Samples were analyzed by four-color flow cytometry using the Becton Dickinson (BD) FACS Calibur instrument (Becton Dickinson, San Diego, California, USA). For each analysis, 10 000 events were acquired and analyzed using the Cell Quest software (Becton Dickinson, version 3, verify software House Topsham). An acquisition gate was done based on CD45 and SS to gate on blast cells. Isotype antibody was used to prevent nonspecific binding.
Follow-up of the patients
After being fully investigated, all the patients received chemotherapy and were observed for 12 months regarding clinical and laboratory findings of remission and relapse, taking care to estimate the date of first CR, date of relapse, and date of death or last seen alive.
Data were fed to the computer and analyzed using IBM SPSS software package version 20.0. (IBM Corp., Armonk, New York, USA). Comparisons between groups for categorical variables were assessed using χ2-test. Independent t-test was used to compare two groups for quantitative variables. Kaplan–Meier survival curve was used, and Cox regression was done for the significant relation with disease-free survival (DFS) and overall survival (OS). Spearman coefficient was used to correlate between quantitative variables. Significance of the obtained results was judged at the P value less than or equal to 0.05 level .
| Results|| |
This study was conducted on 50 patients with newly diagnosed AML. Their ages ranged from 18 to 73 years, with a mean value of 46.26±16.59 years. There were 28 (56%) males and 22 (44%) females, with a male to female ratio of 1.2 : 1. A total of 35 (70%) patients presented with hepatosplenomegaly, 13 (26%) with lymphadenopathy, 11 (22%) with fever, 34 (68%) purpura and ecchymosis, 18 (36%) with bleeding per gum, and 40 (80%) with pallor.

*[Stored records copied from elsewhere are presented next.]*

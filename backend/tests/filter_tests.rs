//! Tests for the plant registry and detection log filters

use chrono::{NaiveDate, TimeZone, Utc};
use proptest::prelude::*;
use shared::{
    build_detection_log, build_plant_registry, parse_date_filter, parse_field_filter, Detection,
    DetectionFilter, Plant, PlantFilter, PlantRef,
};

fn plant(id: i64, field: i32, variety: Option<&str>) -> Plant {
    Plant {
        id,
        code: format!("PLT-{:06}", id),
        field_number: field,
        row_number: 1,
        position_number: 1,
        variety: variety.map(str::to_string),
        description: None,
    }
}

fn detection(id: i64, code: &str, field: i32, at: chrono::DateTime<Utc>) -> Detection {
    Detection {
        id,
        plant_id: id,
        timestamp: at.into(),
        ripe_count: 2,
        semi_ripe_count: 1,
        unripe_count: 1,
        total_count: None,
        ripe_percentage: Some(50.0),
        harvest_recommendation: None,
        image_url: None,
        plant: Some(PlantRef {
            code: code.to_string(),
            field_number: field,
            row_number: Some(1),
            position_number: Some(1),
        }),
    }
}

fn day(d: u32) -> NaiveDate {
    NaiveDate::from_ymd_opt(2025, 3, d).unwrap()
}

// =============================================================================
// Plant registry
// =============================================================================

mod registry {
    use super::*;

    fn plants() -> Vec<Plant> {
        vec![
            plant(1, 1, Some("Albion")),
            plant(2, 2, Some("Monterey")),
            plant(3, 2, None),
        ]
    }

    #[test]
    fn search_matches_code_case_insensitively() {
        let filter = PlantFilter {
            field: None,
            search: Some("plt-000002".to_string()),
        };
        let view = build_plant_registry(&plants(), filter);
        assert_eq!(view.rows.len(), 1);
        assert_eq!(view.rows[0].code, "PLT-000002");
    }

    #[test]
    fn search_matches_variety() {
        let filter = PlantFilter {
            field: None,
            search: Some("mont".to_string()),
        };
        assert_eq!(build_plant_registry(&plants(), filter).rows[0].id, 2);
    }

    #[test]
    fn field_and_search_combine() {
        let filter = PlantFilter {
            field: Some(1),
            search: Some("monterey".to_string()),
        };
        let view = build_plant_registry(&plants(), filter);
        assert!(view.no_matches);
        assert_eq!(view.count_label, "0 plantas");
    }

    #[test]
    fn missing_variety_shows_placeholder() {
        let filter = PlantFilter {
            field: Some(2),
            search: None,
        };
        let view = build_plant_registry(&plants(), filter);
        assert_eq!(view.rows[1].variety, "-");
        assert_eq!(view.field_options, vec![1, 2]);
    }
}

// =============================================================================
// Detection log
// =============================================================================

mod detection_log {
    use super::*;

    fn detections() -> Vec<Detection> {
        vec![
            // 23:30 on the 14th in Lima
            detection(1, "PLT-000001", 1, Utc.with_ymd_and_hms(2025, 3, 15, 4, 30, 0).unwrap()),
            detection(2, "PLT-000002", 2, Utc.with_ymd_and_hms(2025, 3, 15, 15, 0, 0).unwrap()),
            // 23:59:30 on the 15th in Lima
            detection(3, "PLT-000012", 1, Utc.with_ymd_and_hms(2025, 3, 16, 4, 59, 30).unwrap()),
        ]
    }

    #[test]
    fn date_range_uses_local_days() {
        let filter = DetectionFilter {
            from: Some(day(15)),
            to: Some(day(15)),
            ..DetectionFilter::default()
        };
        let ids: Vec<i64> = build_detection_log(&detections(), filter, vec![])
            .rows
            .iter()
            .map(|r| r.id)
            .collect();
        assert_eq!(ids, vec![2, 3]);
    }

    #[test]
    fn plant_code_substring() {
        let filter = DetectionFilter {
            plant: Some("0001".to_string()),
            ..DetectionFilter::default()
        };
        let view = build_detection_log(&detections(), filter, vec![]);
        assert_eq!(view.count_label, "2 detecciones");
    }

    #[test]
    fn field_filter_uses_embedded_plant() {
        let mut orphan = detection(4, "PLT-000004", 1, Utc::now());
        orphan.plant = None;
        let mut all = detections();
        all.push(orphan);
        let filter = DetectionFilter {
            field: Some(1),
            ..DetectionFilter::default()
        };
        let view = build_detection_log(&all, filter, vec![1, 2]);
        assert_eq!(view.rows.len(), 2);
    }

    #[test]
    fn orphan_row_falls_back_to_plant_id() {
        let mut orphan = detection(4, "PLT-000004", 1, Utc::now());
        orphan.plant = None;
        let view = build_detection_log(&[orphan], DetectionFilter::default(), vec![]);
        assert_eq!(view.rows[0].plant_label, "ID 4");
        assert_eq!(view.rows[0].field_label, "Campo -");
        assert_eq!(view.rows[0].total, 4);
    }

    #[test]
    fn no_filter_keeps_everything() {
        assert!(DetectionFilter::default().is_empty());
        let view = build_detection_log(&detections(), DetectionFilter::default(), vec![]);
        assert_eq!(view.rows.len(), 3);
        assert!(!view.no_matches);
    }
}

// =============================================================================
// Query parameter parsing
// =============================================================================

mod params {
    use super::*;

    #[test]
    fn field_filter_values() {
        assert_eq!(parse_field_filter(""), Ok(None));
        assert_eq!(parse_field_filter(" 3 "), Ok(Some(3)));
        assert!(parse_field_filter("tres").is_err());
    }

    #[test]
    fn date_filter_values() {
        assert_eq!(parse_date_filter("2025-03-15"), Ok(Some(day(15))));
        assert_eq!(parse_date_filter(""), Ok(None));
        assert!(parse_date_filter("15/03/2025").is_err());
    }
}

// ============================================================================
// Property-Based Tests
// ============================================================================

mod property_tests {
    use super::*;

    fn plants_strategy() -> impl Strategy<Value = Vec<Plant>> {
        prop::collection::vec((1i32..5i32, prop::option::of("[A-Za-z]{3,8}")), 0..30).prop_map(
            |specs| {
                specs
                    .into_iter()
                    .enumerate()
                    .map(|(i, (field, variety))| Plant {
                        variety,
                        ..plant(i as i64 + 1, field, None)
                    })
                    .collect()
            },
        )
    }

    proptest! {
        #![proptest_config(ProptestConfig::with_cases(100))]

        /// Filtering never adds rows and keeps the input order
        #[test]
        fn prop_registry_is_ordered_subset(plants in plants_strategy(), field in prop::option::of(1i32..5i32), search in prop::option::of("[a-z0-9]{0,3}")) {
            let view = build_plant_registry(&plants, PlantFilter { field, search });
            prop_assert!(view.rows.len() <= plants.len());
            let ids: Vec<i64> = view.rows.iter().map(|r| r.id).collect();
            let mut sorted = ids.clone();
            sorted.sort_unstable();
            prop_assert_eq!(ids, sorted);
            prop_assert_eq!(view.no_matches, view.rows.is_empty());
        }

        /// Every row satisfies the active field filter
        #[test]
        fn prop_registry_respects_field(plants in plants_strategy(), field in 1i32..5i32) {
            let view = build_plant_registry(&plants, PlantFilter { field: Some(field), search: None });
            let expected = plants.iter().filter(|p| p.field_number == field).count();
            prop_assert_eq!(view.rows.len(), expected);
        }
    }
}
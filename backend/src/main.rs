//! MADUREX - Backend Server
//!
//! Strawberry ripeness monitoring: serves the dashboard, plant registry,
//! detection log and greenhouse map over the plant and detection store.

use axum::{routing::get, Router};
use std::{net::SocketAddr, sync::Arc};
use tower_http::{
    cors::{Any, CorsLayer},
    trace::TraceLayer,
};
use tracing_subscriber::{layer::SubscriberExt, util::SubscriberInitExt};

mod config;
mod error;
mod external;
mod handlers;
mod models;
mod routes;
mod services;
mod store;

pub use config::Config;

use error::AppError;
use external::QrImageClient;
use store::{SeedData, Store};

/// Application state shared across handlers
#[derive(Clone)]
pub struct AppState {
    pub store: Store,
    pub config: Arc<Config>,
    pub qr: QrImageClient,
}

impl AppState {
    pub fn new(store: Store, config: Config) -> Self {
        let qr = QrImageClient::new(&config.qr);
        Self {
            store,
            config: Arc::new(config),
            qr,
        }
    }
}

#[tokio::main]
async fn main() -> anyhow::Result<()> {
    // Initialize tracing
    tracing_subscriber::registry()
        .with(
            tracing_subscriber::EnvFilter::try_from_default_env()
                .unwrap_or_else(|_| "madurex_server=debug,tower_http=debug,sqlx=warn".into()),
        )
        .with(tracing_subscriber::fmt::layer())
        .init();

    // Load configuration
    dotenvy::dotenv().ok();
    let config = config::Config::load()?;
    config.validate().map_err(AppError::Configuration)?;

    tracing::info!("Starting MADUREX server");
    tracing::info!("Environment: {}", config.environment);

    let store = Store::connect(&config.store).await?;
    tracing::info!("Store backend: {}", store.backend_name());

    // Demo rows are only loaded into the memory backend
    if let (Store::Memory(memory), Some(path)) = (&store, &config.store.seed_file) {
        let raw = tokio::fs::read_to_string(path).await?;
        let seed: SeedData = serde_json::from_str(&raw)?;
        tracing::info!(
            plants = seed.plants.len(),
            detections = seed.detections.len(),
            "Seeding memory store from {}",
            path
        );
        memory.seed(seed).await;
    }

    let addr: SocketAddr = format!("{}:{}", config.server.host, config.server.port).parse()?;

    // Build application
    let app = create_app(AppState::new(store, config));

    tracing::info!("Listening on {}", addr);

    let listener = tokio::net::TcpListener::bind(addr).await?;
    axum::serve(listener, app).await?;

    Ok(())
}

/// Create the application router with all routes and middleware
fn create_app(state: AppState) -> Router {
    // CORS configuration
    let cors = CorsLayer::new()
        .allow_origin(Any)
        .allow_methods(Any)
        .allow_headers(Any);

    Router::new()
        .route("/", get(root))
        .route("/health", get(handlers::health_check))
        .nest("/api/v1", routes::api_routes())
        .nest("/views", routes::view_routes())
        .layer(TraceLayer::new_for_http())
        .layer(cors)
        .with_state(state)
}

/// Root endpoint
async fn root() -> &'static str {
    "MADUREX Strawberry Monitoring API v1"
}
//! Validation utilities for MADUREX form and filter input

use chrono::NaiveDate;
use validator::{Validate, ValidationErrors};

use crate::models::{PlantInput, PLANT_CODE_DIGITS, PLANT_CODE_PREFIX};

/// A single failed field check
#[derive(Debug, Clone, PartialEq, Eq)]
pub struct FieldError {
    pub field: String,
    pub message: String,
}

/// Validate plant form input, returning every failing field
pub fn validate_plant_input(input: &PlantInput) -> Result<(), Vec<FieldError>> {
    input.validate().map_err(|errors| collect_field_errors(&errors))
}

fn collect_field_errors(errors: &ValidationErrors) -> Vec<FieldError> {
    let mut collected: Vec<FieldError> = errors
        .field_errors()
        .into_iter()
        .flat_map(|(field, errs)| {
            errs.iter().map(move |err| FieldError {
                field: field.to_string(),
                message: err
                    .message
                    .as_ref()
                    .map(|m| m.to_string())
                    .unwrap_or_else(|| format!("Invalid value for {}", field)),
            })
        })
        .collect();
    collected.sort_by(|a, b| a.field.cmp(&b.field));
    collected
}

/// Validate plant code format: `PLT-` followed by six digits
pub fn validate_plant_code(code: &str) -> Result<(), &'static str> {
    let digits = code
        .strip_prefix(PLANT_CODE_PREFIX)
        .ok_or("Plant code must start with 'PLT-'")?;

    if digits.len() != PLANT_CODE_DIGITS {
        return Err("Plant code must have six digits");
    }
    if !digits.chars().all(|c| c.is_ascii_digit()) {
        return Err("Plant code must be numeric after the prefix");
    }
    Ok(())
}

/// Parse a field selector value. Empty means "all fields".
pub fn parse_field_filter(value: &str) -> Result<Option<i32>, &'static str> {
    let value = value.trim();
    if value.is_empty() {
        return Ok(None);
    }
    value
        .parse::<i32>()
        .map(Some)
        .map_err(|_| "Field filter must be a whole number")
}

/// Parse a `YYYY-MM-DD` date input. Empty means "no bound".
pub fn parse_date_filter(value: &str) -> Result<Option<NaiveDate>, &'static str> {
    let value = value.trim();
    if value.is_empty() {
        return Ok(None);
    }
    NaiveDate::parse_from_str(value, "%Y-%m-%d")
        .map(Some)
        .map_err(|_| "Date must be in YYYY-MM-DD format")
}

#[cfg(test)]
mod tests {
    use super::*;

    fn input(field: i32, row: i32, position: i32) -> PlantInput {
        PlantInput {
            field_number: field,
            row_number: row,
            position_number: position,
            variety: None,
            description: None,
        }
    }

    #[test]
    fn test_validate_plant_input_valid() {
        assert!(validate_plant_input(&input(1, 1, 1)).is_ok());
        assert!(validate_plant_input(&input(3, 40, 12)).is_ok());
    }

    #[test]
    fn test_validate_plant_input_reports_each_field() {
        let errors = validate_plant_input(&input(0, 1, -2)).unwrap_err();
        let fields: Vec<&str> = errors.iter().map(|e| e.field.as_str()).collect();
        assert_eq!(fields, vec!["field_number", "position_number"]);
        assert_eq!(errors[0].message, "Field number must be at least 1");
    }

    #[test]
    fn test_validate_plant_input_long_variety() {
        let mut long = input(1, 1, 1);
        long.variety = Some("x".repeat(101));
        let errors = validate_plant_input(&long).unwrap_err();
        assert_eq!(errors[0].field, "variety");
    }

    #[test]
    fn test_validate_plant_code() {
        assert!(validate_plant_code("PLT-000001").is_ok());
        assert!(validate_plant_code("PLT-123456").is_ok());
        assert!(validate_plant_code("PLT-00001").is_err());
        assert!(validate_plant_code("PLT-00000A").is_err());
        assert!(validate_plant_code("QR-000001").is_err());
    }

    #[test]
    fn test_parse_field_filter() {
        assert_eq!(parse_field_filter(""), Ok(None));
        assert_eq!(parse_field_filter(" 2 "), Ok(Some(2)));
        assert!(parse_field_filter("dos").is_err());
    }

    #[test]
    fn test_parse_date_filter() {
        assert_eq!(parse_date_filter(""), Ok(None));
        assert_eq!(
            parse_date_filter("2025-03-15"),
            Ok(NaiveDate::from_ymd_opt(2025, 3, 15))
        );
        assert!(parse_date_filter("15/03/2025").is_err());
    }
}
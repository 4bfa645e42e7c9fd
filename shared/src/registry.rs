//! Plant registry view model and its client-side filter

use serde::{Deserialize, Serialize};

use crate::aggregation::field_options;
use crate::models::Plant;

/// Filter controls of the plant registry
#[derive(Debug, Clone, Default, Serialize, Deserialize, PartialEq)]
pub struct PlantFilter {
    /// Exact field number
    #[serde(default)]
    pub field: Option<i32>,
    /// Case-insensitive substring of the code or variety
    #[serde(default)]
    pub search: Option<String>,
}

impl PlantFilter {
    pub fn matches(&self, plant: &Plant) -> bool {
        if let Some(field) = self.field {
            if plant.field_number != field {
                return false;
            }
        }

        match self.needle() {
            None => true,
            Some(needle) => {
                plant.code.to_lowercase().contains(&needle)
                    || plant
                        .variety
                        .as_deref()
                        .map(|v| v.to_lowercase().contains(&needle))
                        .unwrap_or(false)
            }
        }
    }

    /// Apply the filter, keeping the input order
    pub fn apply<'a>(&self, plants: &'a [Plant]) -> Vec<&'a Plant> {
        plants.iter().filter(|p| self.matches(p)).collect()
    }

    fn needle(&self) -> Option<String> {
        self.search
            .as_deref()
            .map(str::trim)
            .filter(|s| !s.is_empty())
            .map(str::to_lowercase)
    }
}

/// One row of the registry table
#[derive(Debug, Clone, Serialize, Deserialize, PartialEq)]
pub struct PlantRow {
    pub id: i64,
    pub code: String,
    pub field_label: String,
    pub row_label: String,
    pub position_label: String,
    pub variety: String,
    pub description: String,
}

impl From<&Plant> for PlantRow {
    fn from(plant: &Plant) -> Self {
        Self {
            id: plant.id,
            code: plant.code.clone(),
            field_label: format!("Campo {}", plant.field_number),
            row_label: format!("Fila {}", plant.row_number),
            position_label: format!("Pos. {}", plant.position_number),
            variety: plant.variety.clone().unwrap_or_else(|| "-".to_string()),
            description: plant.description.clone().unwrap_or_else(|| "-".to_string()),
        }
    }
}

/// Render model of the plant registry
#[derive(Debug, Clone, Serialize, Deserialize, PartialEq)]
pub struct PlantRegistryView {
    pub filter: PlantFilter,
    pub rows: Vec<PlantRow>,
    /// e.g. `12 plantas`
    pub count_label: String,
    /// True when the filter left nothing to show
    pub no_matches: bool,
    pub field_options: Vec<i32>,
}

/// Build the registry view from the full, already-fetched plant list
pub fn build_plant_registry(plants: &[Plant], filter: PlantFilter) -> PlantRegistryView {
    let rows: Vec<PlantRow> = filter.apply(plants).into_iter().map(PlantRow::from).collect();
    PlantRegistryView {
        count_label: format!("{} plantas", rows.len()),
        no_matches: rows.is_empty(),
        field_options: field_options(plants),
        filter,
        rows,
    }
}
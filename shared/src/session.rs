//! Load generation tracking
//!
//! Every view load takes a ticket from its view's counter. A response is only
//! applied if its ticket is still the newest one for that view, so a slow,
//! older load can never overwrite the result of a newer one.

use std::sync::atomic::{AtomicU64, Ordering};

use crate::types::View;

/// Ticket handed out when a load starts
#[derive(Debug, Clone, Copy, PartialEq, Eq)]
pub struct LoadTicket {
    pub view: View,
    pub generation: u64,
}

/// Monotonic generation counters, one per view
#[derive(Debug, Default)]
pub struct LoadTracker {
    generations: [AtomicU64; 4],
}

impl LoadTracker {
    pub fn new() -> Self {
        Self::default()
    }

    /// Start a load for `view`, superseding any in-flight load of that view
    pub fn begin(&self, view: View) -> LoadTicket {
        let generation = self.generations[view.index()].fetch_add(1, Ordering::SeqCst) + 1;
        LoadTicket { view, generation }
    }

    /// Whether the response for `ticket` may still be rendered
    pub fn is_current(&self, ticket: LoadTicket) -> bool {
        self.generations[ticket.view.index()].load(Ordering::SeqCst) == ticket.generation
    }

    pub fn current(&self, view: View) -> u64 {
        self.generations[view.index()].load(Ordering::SeqCst)
    }
}
//! Shared types and view models for the MADUREX strawberry monitoring system
//!
//! Everything in this crate is pure: it turns plant and detection rows into
//! render models and markup. The backend server and the WASM module are the
//! only places that perform I/O.

pub mod aggregation;
pub mod dashboard;
pub mod detection_log;
pub mod format;
pub mod greenhouse;
pub mod models;
pub mod qr;
pub mod registry;
pub mod render;
pub mod ripeness;
pub mod session;
pub mod types;
pub mod validation;

pub use aggregation::*;
pub use dashboard::*;
pub use detection_log::*;
pub use format::*;
pub use greenhouse::*;
pub use models::*;
pub use qr::*;
pub use registry::*;
pub use ripeness::*;
pub use session::*;
pub use types::*;
pub use validation::*;
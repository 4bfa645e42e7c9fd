//! HTTP request handlers for the MADUREX server

pub mod dashboard;
pub mod detection;
pub mod greenhouse;
pub mod health;
pub mod plant;
pub mod views;

pub use dashboard::*;
pub use detection::*;
pub use greenhouse::*;
pub use health::*;
pub use plant::*;

use serde::Deserialize;

use crate::error::{AppError, AppResult};
use shared::detection_log::DetectionFilter;
use shared::registry::PlantFilter;
use shared::validation::{parse_date_filter, parse_field_filter};

fn parse_field_param(value: Option<&str>) -> AppResult<Option<i32>> {
    match value {
        Some(raw) => parse_field_filter(raw).map_err(|msg| AppError::invalid_param("field", msg)),
        None => Ok(None),
    }
}

fn parse_date_param(name: &str, value: Option<&str>) -> AppResult<Option<chrono::NaiveDate>> {
    match value {
        Some(raw) => parse_date_filter(raw).map_err(|msg| AppError::invalid_param(name, msg)),
        None => Ok(None),
    }
}

/// `?field=N` on the dashboard and map
#[derive(Debug, Default, Deserialize)]
pub struct FieldParams {
    pub field: Option<String>,
}

impl FieldParams {
    pub fn field(&self) -> AppResult<Option<i32>> {
        parse_field_param(self.field.as_deref())
    }
}

/// `?field=N&search=s` on the plant registry
#[derive(Debug, Default, Deserialize)]
pub struct PlantParams {
    pub field: Option<String>,
    pub search: Option<String>,
}

impl PlantParams {
    pub fn into_filter(self) -> AppResult<PlantFilter> {
        Ok(PlantFilter {
            field: parse_field_param(self.field.as_deref())?,
            search: self.search,
        })
    }
}

/// `?field=N&plant=s&from=YYYY-MM-DD&to=YYYY-MM-DD` on the detection log
#[derive(Debug, Default, Deserialize)]
pub struct DetectionParams {
    pub field: Option<String>,
    pub plant: Option<String>,
    pub from: Option<String>,
    pub to: Option<String>,
}

impl DetectionParams {
    pub fn into_filter(self) -> AppResult<DetectionFilter> {
        Ok(DetectionFilter {
            field: parse_field_param(self.field.as_deref())?,
            plant: self.plant,
            from: parse_date_param("from", self.from.as_deref())?,
            to: parse_date_param("to", self.to.as_deref())?,
        })
    }
}
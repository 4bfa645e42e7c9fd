//! Ripeness status classification
//!
//! The same thresholds drive the dashboard ready-count and the greenhouse map
//! coloring, so both call sites go through [`classify_ripeness`].

use serde::{Deserialize, Serialize};

/// Ripe percentage at or above which a plant is ready for harvest
pub const READY_THRESHOLD: f64 = 60.0;

/// Ripe percentage at or above which a plant is partially ripe
pub const PARTIAL_THRESHOLD: f64 = 30.0;

/// Discrete ripeness bucket derived from a ripe percentage
#[derive(Debug, Clone, Copy, Serialize, Deserialize, PartialEq, Eq, Hash)]
#[serde(rename_all = "snake_case")]
pub enum RipenessStatus {
    Ready,
    Partial,
    Unripe,
    NoData,
}

impl RipenessStatus {
    /// CSS class used by the map cells and badges
    pub fn css_class(&self) -> &'static str {
        match self {
            RipenessStatus::Ready => "ready",
            RipenessStatus::Partial => "partial",
            RipenessStatus::Unripe => "unripe",
            RipenessStatus::NoData => "nodata",
        }
    }

    /// Spanish label shown to operators
    pub fn label_es(&self) -> &'static str {
        match self {
            RipenessStatus::Ready => "Lista para cosecha",
            RipenessStatus::Partial => "Parcial",
            RipenessStatus::Unripe => "Inmadura",
            RipenessStatus::NoData => "Sin datos",
        }
    }

    pub fn is_ready(&self) -> bool {
        matches!(self, RipenessStatus::Ready)
    }
}

impl std::fmt::Display for RipenessStatus {
    fn fmt(&self, f: &mut std::fmt::Formatter<'_>) -> std::fmt::Result {
        match self {
            RipenessStatus::Ready => write!(f, "ready"),
            RipenessStatus::Partial => write!(f, "partial"),
            RipenessStatus::Unripe => write!(f, "unripe"),
            RipenessStatus::NoData => write!(f, "no-data"),
        }
    }
}

/// Classify a ripe percentage. Lower bounds are inclusive.
pub fn classify_ripeness(ripe_percentage: Option<f64>) -> RipenessStatus {
    match ripe_percentage {
        None => RipenessStatus::NoData,
        Some(pct) if pct >= READY_THRESHOLD => RipenessStatus::Ready,
        Some(pct) if pct >= PARTIAL_THRESHOLD => RipenessStatus::Partial,
        Some(_) => RipenessStatus::Unripe,
    }
}

/// Whether a detection counts toward "ready for harvest" (absent counts as 0)
pub fn is_ready_for_harvest(ripe_percentage: Option<f64>) -> bool {
    ripe_percentage.unwrap_or(0.0) >= READY_THRESHOLD
}

#[cfg(test)]
mod tests {
    use super::*;

    #[test]
    fn test_boundaries() {
        assert_eq!(classify_ripeness(Some(60.0)), RipenessStatus::Ready);
        assert_eq!(classify_ripeness(Some(59.999)), RipenessStatus::Partial);
        assert_eq!(classify_ripeness(Some(30.0)), RipenessStatus::Partial);
        assert_eq!(classify_ripeness(Some(29.999)), RipenessStatus::Unripe);
        assert_eq!(classify_ripeness(Some(0.0)), RipenessStatus::Unripe);
        assert_eq!(classify_ripeness(Some(100.0)), RipenessStatus::Ready);
        assert_eq!(classify_ripeness(None), RipenessStatus::NoData);
    }

    #[test]
    fn test_ready_for_harvest_agrees_with_classifier() {
        for pct in [0.0, 29.9, 30.0, 59.99, 60.0, 75.5, 100.0] {
            assert_eq!(
                is_ready_for_harvest(Some(pct)),
                classify_ripeness(Some(pct)).is_ready()
            );
        }
        assert!(!is_ready_for_harvest(None));
    }

    #[test]
    fn test_labels() {
        assert_eq!(RipenessStatus::NoData.css_class(), "nodata");
        assert_eq!(RipenessStatus::NoData.label_es(), "Sin datos");
        assert_eq!(RipenessStatus::NoData.to_string(), "no-data");
        assert_eq!(
            serde_json::to_string(&RipenessStatus::NoData).unwrap(),
            "\"no_data\""
        );
    }
}
//! Greenhouse map HTTP handlers

use axum::{
    extract::{Query, State},
    http::StatusCode,
    response::IntoResponse,
    Json,
};

use super::FieldParams;
use crate::services::GreenhouseService;
use crate::AppState;

/// Field grids colored by the latest detection of each plant
pub async fn get_map(
    State(state): State<AppState>,
    Query(params): Query<FieldParams>,
) -> impl IntoResponse {
    let field = match params.field() {
        Ok(field) => field,
        Err(e) => return e.into_response(),
    };
    let service = GreenhouseService::new(state.store.clone());

    match service.map(field).await {
        Ok(view) => (StatusCode::OK, Json(view)).into_response(),
        Err(e) => e.into_response(),
    }
}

Patients were classified according to French–American–British (FAB) classification as follow: one (2%) patient was M0, 10 (20%) patients were M1, 13 (26%) were M2, four (8%) were M3, two (4%) were M3V, nine (18%) were M4, 10 (20%) were M5, and one (2%) was M7. Laboratory data of the studied group are provided in [Table 1].
Regarding CD81 expression, CD81-positive expression was present in 30/50 (60%) patients of the studied group, and its level ranged from 22 to 96%. with mean value of 57.53±22.83, whereas CD81-negative expression was present in 20/50 (40%) patients of the studied group, and its level ranged from 0 to 14%, with mean value of 8.41±4.81. ([Figure 1] and [Figure 2]).
Positive expression of CD81 was detected in 30/50 patients. Of them, 17(56.66%) were males and 13 (43.33%) were females. The remaining 20 patients showed negative expression of CD81. Of them, 11 (55%) were males and nine (45%) were females. There was no statistically significant difference between CD81-positive group versus CD81-negative patient group regarding sex (P>0.05).
Regarding age and laboratory data of patients with AML with positive CD81 expression and those with negative CD81 expression, there was a statistical significance difference between the two groups regarding total leukocytic count, blast percentage in BM, and LDH, whereas there was no statistical significant difference regarding age, Hb concentrations, platelet count, PB blast percentage, and first hour ESR. Comparison between patients with CD81-positive AML group versus patients with CD81-negative AML group regarding age and laboratory data was provided in [Table 2].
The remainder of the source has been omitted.